Knowledge answers
What it does
Customers ask questions that structured data cannot answer: "Do I need to arrive early?", "Is there parking?", "What's your cancellation policy?", "Are you open on Christmas Eve?". Before Phase 0, all three inquiry intents (services, hours, other) answered from structured DB rows only. The other catch-all dead-ended with a "I'll check with the team" deflection because its raw_data was an empty dict.

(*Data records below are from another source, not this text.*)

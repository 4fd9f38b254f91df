use thiserror::Error;

/// Message carried on the wire when the remote side wins a glare.
pub const CONFLICT_MESSAGE: &str = "negotiation conflict";
const PEER_REJECTED_MESSAGE: &str = "peer rejected answer";
const CLOSED_MESSAGE: &str = "signaler closed";

/// Errors produced by a negotiation round.
///
/// Every member of a batch receives a clone of the same value, so payloads are kept as
/// plain strings.
#[derive(Debug, Clone, PartialEq, Eq, Error)]
pub enum SignalError {
    /// The remote side is offering too and holds priority.
    #[error("negotiation conflict")]
    Conflict,
    /// The offering side discarded the answer this side produced.
    #[error("peer rejected answer")]
    PeerRejectedAnswer,
    #[error("signaler closed")]
    Closed,
    #[error("signaling transport failed: {0}")]
    Transport(String),
    #[error("peer connection error: {0}")]
    Peer(String),
    #[error("remote signaler error: {0}")]
    Remote(String),
    #[error("signaling protocol violation: {0}")]
    Protocol(String),
}

pub type SignalResult<T> = Result<T, SignalError>;

/// Outcome shared by every caller batched into one negotiation round.
pub type NegotiationResult = SignalResult<()>;

impl SignalError {
    /// Rebuilds an error from the message a remote signaler reported.
    pub fn from_remote_message(message: &str) -> Self {
        match message {
            CONFLICT_MESSAGE => SignalError::Conflict,
            PEER_REJECTED_MESSAGE => SignalError::PeerRejectedAnswer,
            CLOSED_MESSAGE => SignalError::Closed,
            other => SignalError::Remote(other.to_string()),
        }
    }

    pub fn is_conflict(&self) -> bool {
        matches!(self, SignalError::Conflict)
    }
}

pub(crate) fn peer_error(err: impl std::error::Error) -> SignalError {
    SignalError::Peer(err.to_string())
}

pub(crate) fn transport_error(err: impl std::fmt::Display) -> SignalError {
    SignalError::Transport(err.to_string())
}
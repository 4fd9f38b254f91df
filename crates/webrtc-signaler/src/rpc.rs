//! Remote signaler entry points carried as JSON frames over a pair of string channels.
//!
//! Each side owns an [`RpcSignalerSet`] for outbound calls and serves inbound calls into its
//! local [`Signaler`] through [`RpcInbound::serve`]. Both share one [`FramePipe`].

use std::collections::HashMap;
use std::sync::Arc;
use std::sync::atomic::{AtomicU64, Ordering};

use async_trait::async_trait;
use parking_lot::Mutex;
use serde::de::DeserializeOwned;
use serde::{Deserialize, Serialize};
use serde_json::Value;
use tokio::sync::{mpsc, oneshot};
use tokio::task::JoinHandle;
use tracing::{debug, trace, warn};

use crate::candidate::Candidate;
use crate::description::SignalDescription;
use crate::error::{NegotiationResult, SignalError, SignalResult, transport_error};
use crate::set::SignalerSet;
use crate::signaler::{Signaler, WeakSignaler};

/// Procedure names the two entry points are registered under.
#[derive(Debug, Clone, PartialEq, Eq)]
pub struct ProcedureNames {
    pub answer: String,
    pub candidate_add: String,
}

impl Default for ProcedureNames {
    fn default() -> Self {
        Self {
            answer: "signaler.answer".into(),
            candidate_add: "signaler.candidate_add".into(),
        }
    }
}

#[derive(Debug, Clone, PartialEq, Serialize, Deserialize)]
#[serde(tag = "type", rename_all = "snake_case")]
pub enum Frame {
    Call {
        id: u64,
        procedure: String,
        payload: Value,
    },
    Reply {
        id: u64,
        #[serde(default, skip_serializing_if = "Option::is_none")]
        payload: Option<Value>,
        #[serde(default, skip_serializing_if = "Option::is_none")]
        error: Option<String>,
    },
}

impl Frame {
    fn reply(id: u64, result: SignalResult<Value>) -> Self {
        match result {
            Ok(payload) => Frame::Reply {
                id,
                payload: Some(payload),
                error: None,
            },
            Err(err) => Frame::Reply {
                id,
                payload: None,
                error: Some(err.to_string()),
            },
        }
    }
}

/// One end of a bidirectional text channel.
#[derive(Debug)]
pub struct FramePipe {
    tx: mpsc::UnboundedSender<String>,
    rx: mpsc::UnboundedReceiver<String>,
}

impl FramePipe {
    pub fn new(tx: mpsc::UnboundedSender<String>, rx: mpsc::UnboundedReceiver<String>) -> Self {
        Self { tx, rx }
    }

    /// Two connected ends.
    pub fn pair() -> (Self, Self) {
        let (tx1, rx1) = mpsc::unbounded_channel();
        let (tx2, rx2) = mpsc::unbounded_channel();
        (Self::new(tx2, rx1), Self::new(tx1, rx2))
    }

    pub fn send(&self, text: String) -> SignalResult<()> {
        self.tx.send(text).map_err(transport_error)
    }

    pub async fn recv(&mut self) -> Option<String> {
        self.rx.recv().await
    }
}

type ReplySlot = oneshot::Sender<SignalResult<Value>>;

#[derive(Default)]
struct Outstanding {
    calls: HashMap<u64, ReplySlot>,
    closed: bool,
}

impl Outstanding {
    fn fail_all(&mut self) -> usize {
        self.closed = true;
        let calls = std::mem::take(&mut self.calls);
        let count = calls.len();
        for (_, slot) in calls {
            let _ = slot.send(Err(SignalError::Transport("signaling pipe closed".into())));
        }
        count
    }
}

/// Outbound half: reaches the remote signaler's entry points.
pub struct RpcSignalerSet {
    tx: mpsc::UnboundedSender<String>,
    outstanding: Arc<Mutex<Outstanding>>,
    next_id: AtomicU64,
    names: ProcedureNames,
}

/// Inbound half: reads frames, completes outbound calls, and dispatches remote calls.
pub struct RpcInbound {
    rx: mpsc::UnboundedReceiver<String>,
    tx: mpsc::UnboundedSender<String>,
    outstanding: Arc<Mutex<Outstanding>>,
    names: ProcedureNames,
}

impl RpcSignalerSet {
    pub fn new(pipe: FramePipe, names: ProcedureNames) -> (Arc<Self>, RpcInbound) {
        let FramePipe { tx, rx } = pipe;
        let outstanding = Arc::new(Mutex::new(Outstanding::default()));
        let set = Arc::new(Self {
            tx: tx.clone(),
            outstanding: outstanding.clone(),
            next_id: AtomicU64::new(1),
            names: names.clone(),
        });
        let inbound = RpcInbound {
            rx,
            tx,
            outstanding,
            names,
        };
        (set, inbound)
    }

    async fn call(&self, procedure: &str, payload: Value) -> SignalResult<Value> {
        let id = self.next_id.fetch_add(1, Ordering::Relaxed);
        let (slot, reply) = oneshot::channel();
        {
            let mut outstanding = self.outstanding.lock();
            if outstanding.closed {
                return Err(SignalError::Transport("signaling pipe closed".into()));
            }
            outstanding.calls.insert(id, slot);
        }

        let frame = Frame::Call {
            id,
            procedure: procedure.to_string(),
            payload,
        };
        let sent = serde_json::to_string(&frame)
            .map_err(|err| SignalError::Protocol(err.to_string()))
            .and_then(|text| self.tx.send(text).map_err(transport_error));
        if let Err(err) = sent {
            self.outstanding.lock().calls.remove(&id);
            return Err(err);
        }
        trace!(target = "signaler", id, procedure, "rpc call sent");

        reply
            .await
            .unwrap_or_else(|_| Err(SignalError::Transport("reply slot dropped".into())))
    }
}

#[async_trait]
impl SignalerSet for RpcSignalerSet {
    async fn answer(&self, offer: SignalDescription) -> SignalResult<SignalDescription> {
        let payload = encode(&offer)?;
        let reply = self.call(&self.names.answer, payload).await?;
        decode(reply)
    }

    async fn candidate_add(&self, candidates: Vec<Candidate>) -> NegotiationResult {
        let payload = encode(&candidates)?;
        self.call(&self.names.candidate_add, payload).await?;
        Ok(())
    }
}

impl RpcInbound {
    /// Starts the reader task. Calls are dispatched to `signaler` each on their own task, so
    /// an entry point that waits on local state never stalls replies.
    pub fn serve(self, signaler: &Signaler) -> JoinHandle<()> {
        let local = signaler.downgrade();
        tokio::spawn(self.run(local))
    }

    async fn run(self, local: WeakSignaler) {
        let RpcInbound {
            mut rx,
            tx,
            outstanding,
            names,
        } = self;
        let names = Arc::new(names);

        while let Some(text) = rx.recv().await {
            let frame = match serde_json::from_str::<Frame>(&text) {
                Ok(frame) => frame,
                Err(err) => {
                    warn!(target = "signaler", error = %err, "dropping malformed rpc frame");
                    continue;
                }
            };
            match frame {
                Frame::Call {
                    id,
                    procedure,
                    payload,
                } => {
                    let tx = tx.clone();
                    let local = local.clone();
                    let names = names.clone();
                    tokio::spawn(async move {
                        let result = dispatch(&local, &names, &procedure, payload).await;
                        if let Err(err) = &result {
                            debug!(target = "signaler", id, procedure = %procedure, error = %err, "rpc call failed");
                        }
                        match serde_json::to_string(&Frame::reply(id, result)) {
                            Ok(text) => {
                                if tx.send(text).is_err() {
                                    debug!(target = "signaler", id, "pipe closed before reply");
                                }
                            }
                            Err(err) => {
                                warn!(target = "signaler", id, error = %err, "failed to encode reply")
                            }
                        }
                    });
                }
                Frame::Reply { id, payload, error } => {
                    let slot = outstanding.lock().calls.remove(&id);
                    let Some(slot) = slot else {
                        warn!(target = "signaler", id, "reply for unknown call");
                        continue;
                    };
                    let result = match error {
                        Some(message) => Err(SignalError::from_remote_message(&message)),
                        None => Ok(payload.unwrap_or(Value::Null)),
                    };
                    let _ = slot.send(result);
                }
            }
        }

        let failed = outstanding.lock().fail_all();
        debug!(target = "signaler", failed, "signaling pipe closed");
    }
}

async fn dispatch(
    local: &WeakSignaler,
    names: &ProcedureNames,
    procedure: &str,
    payload: Value,
) -> SignalResult<Value> {
    let signaler = local.upgrade().ok_or(SignalError::Closed)?;
    if procedure == names.answer {
        let offer: SignalDescription = decode(payload)?;
        let answer = signaler.answer(offer).await?;
        encode(&answer)
    } else if procedure == names.candidate_add {
        let candidates: Vec<Candidate> = decode(payload)?;
        signaler.candidate_add(candidates).await?;
        Ok(Value::Null)
    } else {
        Err(SignalError::Protocol(format!("unknown procedure {procedure}")))
    }
}

fn encode<T: Serialize>(value: &T) -> SignalResult<Value> {
    serde_json::to_value(value).map_err(|err| SignalError::Protocol(err.to_string()))
}

fn decode<T: DeserializeOwned>(value: Value) -> SignalResult<T> {
    serde_json::from_value(value)
        .map_err(|err| SignalError::Protocol(format!("malformed payload: {err}")))
}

Phase 0 fixes this with the simplest possible mechanism: curated per-tenant knowledge_snippets rows injected directly into the existing answer_shaper prompt. The model performs the "retrieval" by attention — no vector index, no embedding column, no retrieval subsystem. Because a single service business's entire knowledge base is on the order of tens of short snippets (not thousands of documents), the whole active KB fits comfortably in the prompt window. Ratiba ships grounded free-form answers from day one with a backend-only change: one new table, one new service function, one dispatcher line, one prompt revision.
Real embeddings + pgvector retrieval are deferred as YAGNI — ADR-0013 records both the decision and the observable graduation trigger that makes "not yet" expire with evidence rather than guesswork.
How it fits
The knowledge_snippets table
The table lives inside each tenant's schema (auto-scoped by the ADR-0002 search_path rule — no tenant_id column needed). For the full per-tenant schema routing design, see Identity and tenancy.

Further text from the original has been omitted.